**Task instructions:**
Read the records below and report each line in which "bestaudio" occurs.

The data section start

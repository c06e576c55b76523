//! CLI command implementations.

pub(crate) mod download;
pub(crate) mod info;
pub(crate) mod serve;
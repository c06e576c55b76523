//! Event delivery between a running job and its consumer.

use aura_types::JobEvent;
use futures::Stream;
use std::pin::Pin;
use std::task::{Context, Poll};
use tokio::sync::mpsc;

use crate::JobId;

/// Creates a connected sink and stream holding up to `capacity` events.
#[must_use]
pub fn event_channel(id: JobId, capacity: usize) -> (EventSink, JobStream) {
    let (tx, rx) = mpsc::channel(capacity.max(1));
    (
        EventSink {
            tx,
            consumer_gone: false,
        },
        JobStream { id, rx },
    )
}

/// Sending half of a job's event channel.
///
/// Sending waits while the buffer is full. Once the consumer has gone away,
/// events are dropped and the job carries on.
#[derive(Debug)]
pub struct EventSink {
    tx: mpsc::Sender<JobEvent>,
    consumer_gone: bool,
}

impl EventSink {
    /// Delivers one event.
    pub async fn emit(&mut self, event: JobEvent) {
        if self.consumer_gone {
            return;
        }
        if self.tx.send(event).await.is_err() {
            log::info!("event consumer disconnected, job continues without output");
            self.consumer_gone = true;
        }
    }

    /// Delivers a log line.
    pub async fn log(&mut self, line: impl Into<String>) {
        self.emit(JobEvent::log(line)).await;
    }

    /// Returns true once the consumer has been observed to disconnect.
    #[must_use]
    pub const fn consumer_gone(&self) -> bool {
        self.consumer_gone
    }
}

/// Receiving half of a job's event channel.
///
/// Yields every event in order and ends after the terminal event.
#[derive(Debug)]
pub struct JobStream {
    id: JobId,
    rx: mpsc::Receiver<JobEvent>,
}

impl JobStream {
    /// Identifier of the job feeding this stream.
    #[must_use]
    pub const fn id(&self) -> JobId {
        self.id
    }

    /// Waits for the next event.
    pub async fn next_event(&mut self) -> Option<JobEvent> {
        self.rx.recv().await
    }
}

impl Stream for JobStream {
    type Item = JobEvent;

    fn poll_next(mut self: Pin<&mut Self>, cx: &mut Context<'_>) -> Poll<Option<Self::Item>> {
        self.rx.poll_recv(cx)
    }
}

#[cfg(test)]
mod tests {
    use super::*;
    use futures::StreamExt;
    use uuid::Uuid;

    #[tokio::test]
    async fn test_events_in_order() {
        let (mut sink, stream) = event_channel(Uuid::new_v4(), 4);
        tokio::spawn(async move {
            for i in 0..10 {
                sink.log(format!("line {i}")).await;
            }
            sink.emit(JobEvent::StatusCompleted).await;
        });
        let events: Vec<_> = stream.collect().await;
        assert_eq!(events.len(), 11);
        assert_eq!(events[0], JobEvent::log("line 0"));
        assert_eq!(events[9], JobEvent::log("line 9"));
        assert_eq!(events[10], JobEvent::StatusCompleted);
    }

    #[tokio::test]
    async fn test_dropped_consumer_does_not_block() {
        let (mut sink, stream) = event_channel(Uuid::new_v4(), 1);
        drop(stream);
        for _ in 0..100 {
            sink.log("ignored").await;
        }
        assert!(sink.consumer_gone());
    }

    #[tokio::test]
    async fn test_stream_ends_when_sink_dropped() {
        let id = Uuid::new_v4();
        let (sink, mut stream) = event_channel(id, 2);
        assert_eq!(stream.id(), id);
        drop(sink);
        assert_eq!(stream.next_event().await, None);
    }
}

The data section end
The data section start

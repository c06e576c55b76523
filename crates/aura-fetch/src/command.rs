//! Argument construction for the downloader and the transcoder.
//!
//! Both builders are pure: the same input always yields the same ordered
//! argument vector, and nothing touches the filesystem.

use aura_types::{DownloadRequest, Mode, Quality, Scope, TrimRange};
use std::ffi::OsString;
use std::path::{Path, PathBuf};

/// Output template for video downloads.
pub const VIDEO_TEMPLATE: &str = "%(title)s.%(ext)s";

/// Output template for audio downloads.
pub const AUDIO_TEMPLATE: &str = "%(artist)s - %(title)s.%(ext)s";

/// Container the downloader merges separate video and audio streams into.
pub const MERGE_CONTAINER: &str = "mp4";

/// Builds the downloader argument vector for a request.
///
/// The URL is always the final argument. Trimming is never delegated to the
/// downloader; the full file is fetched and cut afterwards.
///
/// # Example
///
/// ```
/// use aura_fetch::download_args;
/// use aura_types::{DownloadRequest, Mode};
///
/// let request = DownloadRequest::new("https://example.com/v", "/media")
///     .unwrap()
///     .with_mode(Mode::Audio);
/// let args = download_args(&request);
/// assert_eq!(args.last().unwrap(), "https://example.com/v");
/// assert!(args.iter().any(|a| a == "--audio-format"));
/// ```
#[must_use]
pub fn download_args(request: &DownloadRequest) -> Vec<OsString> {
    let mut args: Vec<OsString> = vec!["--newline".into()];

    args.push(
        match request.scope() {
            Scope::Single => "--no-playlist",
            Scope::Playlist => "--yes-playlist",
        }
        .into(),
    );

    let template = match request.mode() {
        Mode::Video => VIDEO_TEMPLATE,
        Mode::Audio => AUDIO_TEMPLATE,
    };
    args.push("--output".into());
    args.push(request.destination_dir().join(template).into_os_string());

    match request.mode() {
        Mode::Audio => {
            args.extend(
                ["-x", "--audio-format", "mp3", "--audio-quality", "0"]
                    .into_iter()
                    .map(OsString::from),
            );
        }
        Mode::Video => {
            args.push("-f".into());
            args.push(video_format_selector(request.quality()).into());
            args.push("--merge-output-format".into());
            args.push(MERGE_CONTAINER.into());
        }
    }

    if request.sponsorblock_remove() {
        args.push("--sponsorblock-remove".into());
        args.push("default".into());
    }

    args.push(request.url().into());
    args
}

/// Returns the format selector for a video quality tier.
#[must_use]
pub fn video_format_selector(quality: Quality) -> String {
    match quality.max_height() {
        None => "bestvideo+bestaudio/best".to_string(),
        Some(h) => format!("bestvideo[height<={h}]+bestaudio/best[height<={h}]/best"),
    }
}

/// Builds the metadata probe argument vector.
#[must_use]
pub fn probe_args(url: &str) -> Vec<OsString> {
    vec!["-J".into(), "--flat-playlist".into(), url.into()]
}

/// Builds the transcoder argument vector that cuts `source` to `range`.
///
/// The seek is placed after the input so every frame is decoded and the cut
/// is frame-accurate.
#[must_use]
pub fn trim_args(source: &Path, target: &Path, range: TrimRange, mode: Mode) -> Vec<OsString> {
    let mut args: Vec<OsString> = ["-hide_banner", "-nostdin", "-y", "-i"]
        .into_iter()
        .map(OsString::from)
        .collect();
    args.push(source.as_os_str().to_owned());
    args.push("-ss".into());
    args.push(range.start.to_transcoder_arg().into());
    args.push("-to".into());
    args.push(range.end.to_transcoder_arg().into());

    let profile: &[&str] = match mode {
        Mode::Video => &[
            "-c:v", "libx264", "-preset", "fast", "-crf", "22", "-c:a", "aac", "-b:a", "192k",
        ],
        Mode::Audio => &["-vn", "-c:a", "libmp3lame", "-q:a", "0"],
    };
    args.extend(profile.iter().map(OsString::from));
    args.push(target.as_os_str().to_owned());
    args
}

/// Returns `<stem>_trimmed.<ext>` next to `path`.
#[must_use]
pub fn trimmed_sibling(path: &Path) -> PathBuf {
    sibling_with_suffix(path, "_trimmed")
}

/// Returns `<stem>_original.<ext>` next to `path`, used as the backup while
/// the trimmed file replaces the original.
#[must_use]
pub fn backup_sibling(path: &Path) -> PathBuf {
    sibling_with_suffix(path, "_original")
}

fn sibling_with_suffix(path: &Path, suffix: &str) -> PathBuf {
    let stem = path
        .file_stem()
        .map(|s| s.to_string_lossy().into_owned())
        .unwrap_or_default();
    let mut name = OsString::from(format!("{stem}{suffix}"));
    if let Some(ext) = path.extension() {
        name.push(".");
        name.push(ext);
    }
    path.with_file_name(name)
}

The data section end

**Solution to this exercise:**
        None => "bestvideo+bestaudio/best".to_string(),
        Some(h) => format!("bestvideo[height<={h}]+bestaudio/best[height<={h}]/best"),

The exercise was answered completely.